* _About this task_
Search the records for the string "impl" and copy every line where it turns up.

*** Opening Data section ***

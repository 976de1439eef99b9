use crate::params::{Param, ParamRows, RowId};

use std::collections::HashSet;
use thiserror::Error;
use tracing::debug;
use url::Url;

#[derive(Debug, Error)]
pub enum SyncError {
    #[error("failed to parse URL '{url}': {source}")]
    Parse {
        url: String,
        #[source]
        source: url::ParseError,
    },
}

/// Where a change of the URL text came from.
#[derive(Debug, Clone, Copy, PartialEq, Eq)]
pub enum ChangeOrigin {
    /// Typed by the user. Schedules a decode into the rows.
    UserEdited,
    /// Written back after the rows were re-encoded. Never decoded.
    SystemRewritten,
}

#[derive(Debug, Clone, PartialEq, Eq)]
pub struct UrlChange {
    pub text: String,
    pub origin: ChangeOrigin,
}

impl UrlChange {
    pub fn user(text: impl Into<String>) -> Self {
        UrlChange {
            text: text.into(),
            origin: ChangeOrigin::UserEdited,
        }
    }

    pub fn rewritten(text: impl Into<String>) -> Self {
        UrlChange {
            text: text.into(),
            origin: ChangeOrigin::SystemRewritten,
        }
    }
}

/// The query keys the URL was last known to contain.
#[derive(Debug, Clone, Default, PartialEq, Eq)]
pub struct QuerySnapshot {
    generation: u64,
    keys: Vec<String>,
}

impl QuerySnapshot {
    pub fn generation(&self) -> u64 {
        self.generation
    }

    pub fn keys(&self) -> &[String] {
        &self.keys
    }

    fn next(&self, keys: Vec<String>) -> Self {
        QuerySnapshot {
            generation: self.generation + 1,
            keys,
        }
    }
}

#[derive(Debug, Clone, Default, PartialEq, Eq)]
pub struct RowDiff {
    pub added: Vec<RowId>,
    pub changed: Vec<RowId>,
    pub removed: Vec<RowId>,
}

impl RowDiff {
    #[cfg(test)]
    pub fn is_empty(&self) -> bool {
        self.added.is_empty() && self.changed.is_empty() && self.removed.is_empty()
    }
}

#[derive(Debug, Clone)]
pub struct Decoded {
    pub rows: ParamRows,
    pub snapshot: QuerySnapshot,
    pub diff: RowDiff,
}

fn parse(s: &str) -> Result<Url, SyncError> {
    Url::parse(s).map_err(|source| SyncError::Parse {
        url: s.to_string(),
        source,
    })
}

/// Overwrites the first pair named `key` and drops its later duplicates,
/// appending the pair when the key is new.
fn set_pair(pairs: &mut Vec<(String, String)>, key: &str, value: &str) {
    let mut found = false;
    pairs.retain_mut(|(k, v)| {
        if k != key {
            return true;
        }
        if found {
            return false;
        }
        found = true;
        *v = value.to_string();
        true
    });
    if !found {
        pairs.push((key.to_string(), value.to_string()));
    }
}

fn write_query(url: &mut Url, pairs: &[(String, String)]) {
    if pairs.is_empty() {
        url.set_query(None);
    } else {
        url.query_pairs_mut().clear().extend_pairs(pairs.iter());
    }
}

fn encode(
    base_url: &str,
    rows: &ParamRows,
    dropped: Option<&str>,
) -> Result<(String, Vec<String>), SyncError> {
    let mut url = parse(base_url)?;
    let mut pairs: Vec<(String, String)> = url.query_pairs().into_owned().collect();
    debug!("query values: {:?}", pairs);

    if let Some(key) = dropped {
        if rows.last_with_key(key).is_none() {
            pairs.retain(|(k, _)| k != key);
        }
    }

    for param in rows.complete() {
        set_pair(&mut pairs, &param.key, &param.value);
    }

    write_query(&mut url, &pairs);
    let keys = pairs.into_iter().map(|(k, _)| k).collect();
    Ok((url.into(), keys))
}

/// Rewrites the query component of `base_url` from the complete rows.
///
/// Existing keys keep their position and take the value of the last row
/// naming them; keys new to the URL follow in row order. Rows with an empty
/// key or value are ignored.
pub fn encode_rows_to_url(base_url: &str, rows: &ParamRows) -> Result<String, SyncError> {
    encode(base_url, rows, None).map(|(url, _)| url)
}

/// First value of each query key, in first-seen order.
fn query_params(url: &Url) -> Vec<(String, String)> {
    let mut seen = HashSet::new();
    url.query_pairs()
        .into_owned()
        .filter(|(k, _)| seen.insert(k.clone()))
        .collect()
}

/// Reconciles `current` with the query of `url`, by key.
///
/// Keys that disappeared since `previous` lose their rows, keys still present
/// update the row that wins on encode, and new keys fill the first blank pair
/// or get a pair appended. `current` is not touched.
pub fn decode_url_to_rows(
    url: &str,
    current: &ParamRows,
    previous: &QuerySnapshot,
) -> Result<Decoded, SyncError> {
    let parsed = parse(url)?;
    let params = query_params(&parsed);
    let present: HashSet<&str> = params.iter().map(|(k, _)| k.as_str()).collect();

    let gone: HashSet<&str> = previous
        .keys
        .iter()
        .map(String::as_str)
        .filter(|k| !present.contains(k))
        .collect();

    let mut rows = current.clone();
    let mut diff = RowDiff {
        removed: rows.retain(|p| p.key.is_empty() || !gone.contains(p.key.as_str())),
        ..Default::default()
    };

    for (key, value) in &params {
        if let Some(id) = rows.last_with_key(key) {
            if let Some(param) = rows.get_mut(id) {
                if &param.value != value {
                    param.value = value.clone();
                    diff.changed.push(id);
                }
            }
        } else if let Some(id) = rows.first_blank() {
            if let Some(param) = rows.get_mut(id) {
                *param = Param::new(key.as_str(), value.as_str());
            }
            diff.added.push(id);
        } else {
            diff.added
                .push(rows.push(Param::new(key.as_str(), value.as_str())));
        }
    }

    let snapshot = previous.next(params.into_iter().map(|(k, _)| k).collect());
    debug!(
        "decoded generation {}: {} added, {} changed, {} removed",
        snapshot.generation,
        diff.added.len(),
        diff.changed.len(),
        diff.removed.len()
    );

    Ok(Decoded {
        rows,
        snapshot,
        diff,
    })
}

/// The parameter rows of an editing session together with the snapshot of
/// the query they were last reconciled with.
#[derive(Debug, Clone, Default)]
pub struct ParamSync {
    rows: ParamRows,
    snapshot: QuerySnapshot,
}

impl ParamSync {
    pub fn new() -> Self {
        Self::default()
    }

    pub fn rows(&self) -> &ParamRows {
        &self.rows
    }

    pub fn rows_mut(&mut self) -> &mut ParamRows {
        &mut self.rows
    }

    pub fn snapshot(&self) -> &QuerySnapshot {
        &self.snapshot
    }

    /// Encodes the rows into `base_url`. The result must be applied as a
    /// rewritten change so it is not decoded again.
    pub fn encode(&mut self, base_url: &str) -> Result<UrlChange, SyncError> {
        self.encode_dropping(base_url, None)
    }

    /// Removes a row pair and re-encodes. The removed key also leaves the
    /// URL, unless another row still names it.
    pub fn remove(
        &mut self,
        id: RowId,
        base_url: &str,
    ) -> Option<(Param, Result<UrlChange, SyncError>)> {
        let removed = self.rows.remove(id)?;
        let change = self.encode_dropping(base_url, Some(&removed.key));
        Some((removed, change))
    }

    /// Renames the key of row `id` and re-encodes. The old key also leaves
    /// the URL, unless another row still names it.
    pub fn rename(
        &mut self,
        id: RowId,
        key: &str,
        base_url: &str,
    ) -> Option<Result<UrlChange, SyncError>> {
        let param = self.rows.get_mut(id)?;
        let old = std::mem::replace(&mut param.key, key.to_string());
        let dropped = Some(old.as_str()).filter(|k| !k.is_empty() && *k != key);
        Some(self.encode_dropping(base_url, dropped))
    }

    fn encode_dropping(
        &mut self,
        base_url: &str,
        dropped: Option<&str>,
    ) -> Result<UrlChange, SyncError> {
        let (url, keys) = encode(base_url, &self.rows, dropped)?;
        self.snapshot = self.snapshot.next(keys);
        Ok(UrlChange::rewritten(url))
    }

    /// Decodes a user-edited URL into the rows. On error nothing changes.
    pub fn decode(&mut self, url: &str) -> Result<RowDiff, SyncError> {
        let decoded = decode_url_to_rows(url, &self.rows, &self.snapshot)?;
        self.rows = decoded.rows;
        self.snapshot = decoded.snapshot;
        Ok(decoded.diff)
    }
}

*** Closing Data section ***

* _Solution to this exercise_
impl UrlChange {
    pub fn user(text: impl Into<String>) -> Self {
    pub fn rewritten(text: impl Into<String>) -> Self {
impl QuerySnapshot {
impl RowDiff {
impl ParamSync {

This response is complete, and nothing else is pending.